Troy Andes (born April 16, 1981) is an American politician who was a Republican member of the West Virginia House of Delegates representing District 58 from January 12, 2013 to 2014. Andes served consecutively from January 2007 until January 2013 in a District 14 seat.

==Education==
Andes earned his BS from Virginia Tech and his MBA from Marshall University.

==Elections==
- 2012 Redistricted to District 15, and with its incumbents redistricted to District 16, Andes was challenged in the May 8, 2012 Republican Primary, winning with 1,792 votes (82.0%), and was unopposed for the November 6, 2012 General election, winning with 7,004 votes.

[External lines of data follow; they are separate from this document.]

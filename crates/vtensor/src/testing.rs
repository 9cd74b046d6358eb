use std::cell::{Cell, RefCell};

use crate::barrier::PipelineBarrier;
use crate::context::{AcceleratorContext, DeviceResource, ImageRequest, ResourceId};
use crate::error::{ContextError, ContextResult};

#[derive(Debug)]
pub(crate) struct Handle(ResourceId);

impl DeviceResource for Handle {
    fn resource_id(&self) -> ResourceId {
        self.0
    }
}

/// Context that hands out ids and counts live allocations.
#[derive(Default)]
pub(crate) struct CountingContext {
    next_id: Cell<u64>,
    live: Cell<usize>,
    reject_releases: Cell<bool>,
    failed_releases: Cell<usize>,
    submitted: RefCell<Vec<PipelineBarrier>>,
}

impl CountingContext {
    pub(crate) fn live(&self) -> usize {
        self.live.get()
    }

    /// Makes every later release fail with `UnknownResource`.
    pub(crate) fn reject_releases(&self) {
        self.reject_releases.set(true);
    }

    pub(crate) fn failed_releases(&self) -> usize {
        self.failed_releases.get()
    }

    pub(crate) fn submitted(&self) -> Vec<PipelineBarrier> {
        self.submitted.borrow().clone()
    }

    fn allocate(&self) -> Handle {
        let id = self.next_id.get() + 1;
        self.next_id.set(id);
        self.live.set(self.live.get() + 1);
        Handle(ResourceId(id))
    }

    fn release(&self, handle: Handle) -> ContextResult<()> {
        if self.reject_releases.get() {
            self.failed_releases.set(self.failed_releases.get() + 1);
            return Err(ContextError::UnknownResource(handle.0 .0));
        }
        let live = self
            .live
            .get()
            .checked_sub(1)
            .ok_or(ContextError::UnknownResource(0))?;
        self.live.set(live);
        Ok(())
    }
}

impl AcceleratorContext for CountingContext {
    type Image = Handle;
    type Buffer = Handle;

    fn device_name(&self) -> &str {
        "counting"
    }

    fn allocate_image(&self, _request: &ImageRequest) -> ContextResult<Handle> {
        Ok(self.allocate())
    }

    fn allocate_buffer(&self, _bytes: usize) -> ContextResult<Handle> {
        Ok(self.allocate())
    }

    fn release_image(&self, image: Handle) -> ContextResult<()> {
        self.release(image)
    }

    fn release_buffer(&self, buffer: Handle) -> ContextResult<()> {
        self.release(buffer)
    }

    fn submit_barrier(&self, barrier: &PipelineBarrier) -> ContextResult<()> {
        self.submitted.borrow_mut().push(barrier.clone());
        Ok(())
    }
}
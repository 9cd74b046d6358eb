//! Randomized tester for the LUT normalization kernel.

use rand::rngs::StdRng;
use rand::{Rng, SeedableRng};
use vtensor_ukernels::{KernelIo, U8Lut32NormFunction};

use crate::seed::test_seed;

/// Largest absolute difference allowed against the floating-point reference.
pub const TOLERANCE: f64 = 0.5;

#[derive(Debug, Clone)]
pub struct LutNormMicrokernelTester {
    n: usize,
    inplace: bool,
    iterations: usize,
    seed: u64,
}

impl Default for LutNormMicrokernelTester {
    fn default() -> Self {
        LutNormMicrokernelTester {
            n: 1,
            inplace: false,
            iterations: 15,
            seed: test_seed(),
        }
    }
}

impl LutNormMicrokernelTester {
    pub fn new() -> Self {
        Self::default()
    }

    pub fn n(mut self, n: usize) -> Self {
        assert!(n != 0);
        self.n = n;
        self
    }

    pub fn inplace(mut self, inplace: bool) -> Self {
        self.inplace = inplace;
        self
    }

    pub fn iterations(mut self, iterations: usize) -> Self {
        self.iterations = iterations;
        self
    }

    pub fn seed(mut self, seed: u64) -> Self {
        self.seed = seed;
        self
    }

    /// Largest table weight that keeps `256 * sum + sum / 2` within `u32`.
    pub fn max_weight(&self) -> u32 {
        let bound = u64::from(u32::MAX) / (257 * self.n as u64);
        bound.max(1) as u32
    }

    pub fn test(&self, kernel: U8Lut32NormFunction) {
        let n = self.n;
        let mut rng = StdRng::seed_from_u64(self.seed);
        let max_weight = self.max_weight();
        let mut x = vec![0u8; n];
        let mut y = vec![0u8; n];
        let mut table = [0u32; 256];

        for iteration in 0..self.iterations {
            rng.fill(x.as_mut_slice());
            for weight in table.iter_mut() {
                *weight = rng.gen_range(1..=max_weight);
            }

            if self.inplace {
                y.copy_from_slice(&x);
                kernel(n, &table, KernelIo::in_place(&mut y));
            } else {
                y.fill(0xA5);
                kernel(n, &table, KernelIo::separate(&x, &mut y));
            }

            let sum: f64 = x.iter().map(|&i| f64::from(table[usize::from(i)])).sum();
            for (i, (&index, &actual)) in x.iter().zip(&y).enumerate() {
                let expected = (256.0 * f64::from(table[usize::from(index)]) / sum).min(255.0);
                let diff = (f64::from(actual) - expected).abs();
                assert!(
                    diff <= TOLERANCE,
                    "output[{i}] = {actual}, expected {expected:.4} (|diff| {diff:.4} > {TOLERANCE}): \
                     n={n} inplace={} iteration={iteration} seed={}",
                    self.inplace,
                    self.seed
                );
            }
        }
    }
}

- 2006 When District 14 Republican Representative Mike Hall ran for West Virginia Senate and left a district seat open, Andes placed in the five-way 2006 Republican Primary and was elected in the three-way two-position November 7, 2006 General election against Democratic nominee Gene Estel.
- 2008 Andes and fellow Republican incumbent Representative Patti Schoen were unopposed for the May 13, 2008 Republican Primary, where Andes placed first with 2,337 votes (52.2%), and placed first in the four-way two-position November 4, 2008 General election with 9,323 votes (31.4%) ahead of Representative Schoen and Democratic nominees Jeffrey Martin and Karen Corea.
- 2010 When Representative Schoen retired and left a district seat open, Andes placed first in the five-way May 11, 2010 Republican Primary, winning with 2,034 votes (42.8%), and placed first in the three-way two-position November 2, 2010 General election with 8,159 votes (40.3%) ahead of fellow Republican nominee Brian Savilla and Democratic nominee Catherine Larck.